(Beginning of Given information)
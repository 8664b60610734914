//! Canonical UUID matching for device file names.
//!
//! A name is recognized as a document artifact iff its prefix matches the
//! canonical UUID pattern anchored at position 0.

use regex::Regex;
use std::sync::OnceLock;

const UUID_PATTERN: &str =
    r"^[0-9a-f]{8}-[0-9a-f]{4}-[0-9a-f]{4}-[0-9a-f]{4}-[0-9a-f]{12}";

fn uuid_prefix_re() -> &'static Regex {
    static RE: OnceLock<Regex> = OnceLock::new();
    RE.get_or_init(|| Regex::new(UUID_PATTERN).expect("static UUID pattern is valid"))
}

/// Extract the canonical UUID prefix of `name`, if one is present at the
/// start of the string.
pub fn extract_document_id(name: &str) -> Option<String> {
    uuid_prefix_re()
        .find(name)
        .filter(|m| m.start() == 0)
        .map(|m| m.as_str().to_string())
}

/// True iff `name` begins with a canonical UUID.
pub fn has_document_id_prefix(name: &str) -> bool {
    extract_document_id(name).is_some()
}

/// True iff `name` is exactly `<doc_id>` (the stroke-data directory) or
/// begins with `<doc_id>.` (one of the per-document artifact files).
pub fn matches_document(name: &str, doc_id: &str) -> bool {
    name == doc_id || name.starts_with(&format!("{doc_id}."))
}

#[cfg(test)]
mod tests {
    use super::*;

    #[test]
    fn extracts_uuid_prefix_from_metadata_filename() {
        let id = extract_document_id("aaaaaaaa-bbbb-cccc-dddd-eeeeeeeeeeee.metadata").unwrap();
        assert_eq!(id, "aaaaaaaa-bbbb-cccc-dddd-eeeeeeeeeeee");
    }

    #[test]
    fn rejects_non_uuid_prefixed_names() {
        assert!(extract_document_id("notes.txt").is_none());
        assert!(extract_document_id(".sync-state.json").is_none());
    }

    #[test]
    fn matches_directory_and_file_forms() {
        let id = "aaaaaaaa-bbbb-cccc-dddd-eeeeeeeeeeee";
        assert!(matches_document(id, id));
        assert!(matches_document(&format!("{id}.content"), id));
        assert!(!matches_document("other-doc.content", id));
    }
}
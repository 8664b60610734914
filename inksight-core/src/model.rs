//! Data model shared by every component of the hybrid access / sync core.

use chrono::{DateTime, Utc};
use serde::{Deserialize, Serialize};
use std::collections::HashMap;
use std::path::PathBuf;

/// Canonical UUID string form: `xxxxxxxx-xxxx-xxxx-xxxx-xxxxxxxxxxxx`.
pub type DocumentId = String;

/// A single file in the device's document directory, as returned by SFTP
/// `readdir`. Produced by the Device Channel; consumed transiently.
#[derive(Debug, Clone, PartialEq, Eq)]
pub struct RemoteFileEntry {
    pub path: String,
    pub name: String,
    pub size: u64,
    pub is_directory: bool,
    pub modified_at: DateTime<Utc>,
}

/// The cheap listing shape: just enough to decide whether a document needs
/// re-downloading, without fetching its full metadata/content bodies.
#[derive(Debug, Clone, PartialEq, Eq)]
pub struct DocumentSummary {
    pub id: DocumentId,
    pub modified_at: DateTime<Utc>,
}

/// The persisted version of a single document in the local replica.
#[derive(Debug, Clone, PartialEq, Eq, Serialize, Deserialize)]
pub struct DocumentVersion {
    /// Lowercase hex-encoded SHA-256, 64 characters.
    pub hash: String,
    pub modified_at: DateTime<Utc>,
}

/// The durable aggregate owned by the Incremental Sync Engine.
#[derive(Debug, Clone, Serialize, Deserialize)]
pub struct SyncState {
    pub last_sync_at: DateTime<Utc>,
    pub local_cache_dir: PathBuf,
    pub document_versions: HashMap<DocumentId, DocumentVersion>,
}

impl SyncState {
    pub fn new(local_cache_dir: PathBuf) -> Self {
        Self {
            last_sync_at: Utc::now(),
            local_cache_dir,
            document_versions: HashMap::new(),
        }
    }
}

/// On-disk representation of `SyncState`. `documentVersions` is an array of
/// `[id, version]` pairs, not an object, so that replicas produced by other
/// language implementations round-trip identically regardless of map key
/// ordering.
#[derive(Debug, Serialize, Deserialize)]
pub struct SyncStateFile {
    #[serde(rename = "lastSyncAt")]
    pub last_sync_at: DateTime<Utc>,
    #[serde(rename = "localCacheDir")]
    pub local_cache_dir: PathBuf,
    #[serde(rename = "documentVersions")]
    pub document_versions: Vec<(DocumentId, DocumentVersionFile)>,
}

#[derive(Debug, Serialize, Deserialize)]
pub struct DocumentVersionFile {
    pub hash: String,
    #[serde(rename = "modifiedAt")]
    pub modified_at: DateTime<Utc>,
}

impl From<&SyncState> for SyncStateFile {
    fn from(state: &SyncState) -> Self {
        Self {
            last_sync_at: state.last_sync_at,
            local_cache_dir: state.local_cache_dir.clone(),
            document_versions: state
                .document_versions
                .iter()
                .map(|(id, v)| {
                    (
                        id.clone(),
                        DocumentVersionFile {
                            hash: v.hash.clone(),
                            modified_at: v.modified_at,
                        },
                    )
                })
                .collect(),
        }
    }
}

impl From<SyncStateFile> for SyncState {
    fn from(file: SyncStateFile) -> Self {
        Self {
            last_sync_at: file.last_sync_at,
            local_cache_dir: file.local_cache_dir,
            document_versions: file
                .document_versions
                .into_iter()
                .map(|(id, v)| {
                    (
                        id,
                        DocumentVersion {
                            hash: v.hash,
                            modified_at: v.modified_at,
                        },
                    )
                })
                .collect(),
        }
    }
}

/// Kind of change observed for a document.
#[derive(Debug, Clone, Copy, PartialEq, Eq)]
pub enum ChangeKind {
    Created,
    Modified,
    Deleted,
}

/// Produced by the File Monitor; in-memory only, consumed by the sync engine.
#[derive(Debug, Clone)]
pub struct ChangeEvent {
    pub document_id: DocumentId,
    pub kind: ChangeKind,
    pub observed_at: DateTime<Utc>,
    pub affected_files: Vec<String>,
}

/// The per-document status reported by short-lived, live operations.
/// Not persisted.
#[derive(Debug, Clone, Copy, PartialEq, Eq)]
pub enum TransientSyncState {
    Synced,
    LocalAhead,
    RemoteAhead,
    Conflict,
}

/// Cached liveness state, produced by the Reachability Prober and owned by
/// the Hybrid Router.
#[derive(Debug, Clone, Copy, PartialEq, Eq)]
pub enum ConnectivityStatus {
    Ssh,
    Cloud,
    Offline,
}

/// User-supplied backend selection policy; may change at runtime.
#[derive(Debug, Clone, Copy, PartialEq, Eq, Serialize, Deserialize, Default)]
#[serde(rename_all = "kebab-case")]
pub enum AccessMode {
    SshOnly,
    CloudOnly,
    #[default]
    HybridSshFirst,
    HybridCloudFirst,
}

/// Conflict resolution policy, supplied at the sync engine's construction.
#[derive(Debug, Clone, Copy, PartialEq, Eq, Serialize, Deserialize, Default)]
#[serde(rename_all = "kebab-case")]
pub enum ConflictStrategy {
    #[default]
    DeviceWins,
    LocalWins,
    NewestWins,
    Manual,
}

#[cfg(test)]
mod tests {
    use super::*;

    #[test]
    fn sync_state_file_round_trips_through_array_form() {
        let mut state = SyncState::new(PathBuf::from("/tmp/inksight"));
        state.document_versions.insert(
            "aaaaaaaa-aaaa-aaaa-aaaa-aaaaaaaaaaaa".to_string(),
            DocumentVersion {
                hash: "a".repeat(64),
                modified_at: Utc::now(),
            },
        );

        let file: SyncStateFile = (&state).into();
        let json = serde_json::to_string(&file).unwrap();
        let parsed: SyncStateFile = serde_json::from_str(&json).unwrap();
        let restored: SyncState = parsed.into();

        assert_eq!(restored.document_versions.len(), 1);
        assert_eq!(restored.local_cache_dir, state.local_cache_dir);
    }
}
(End of Given information)
- [Work to complete]:
Copy, from the lines above, each one that holds "True".

- [Expected answer]:
/// True iff `name` begins with a canonical UUID.
/// True iff `name` is exactly `<doc_id>` (the stroke-data directory) or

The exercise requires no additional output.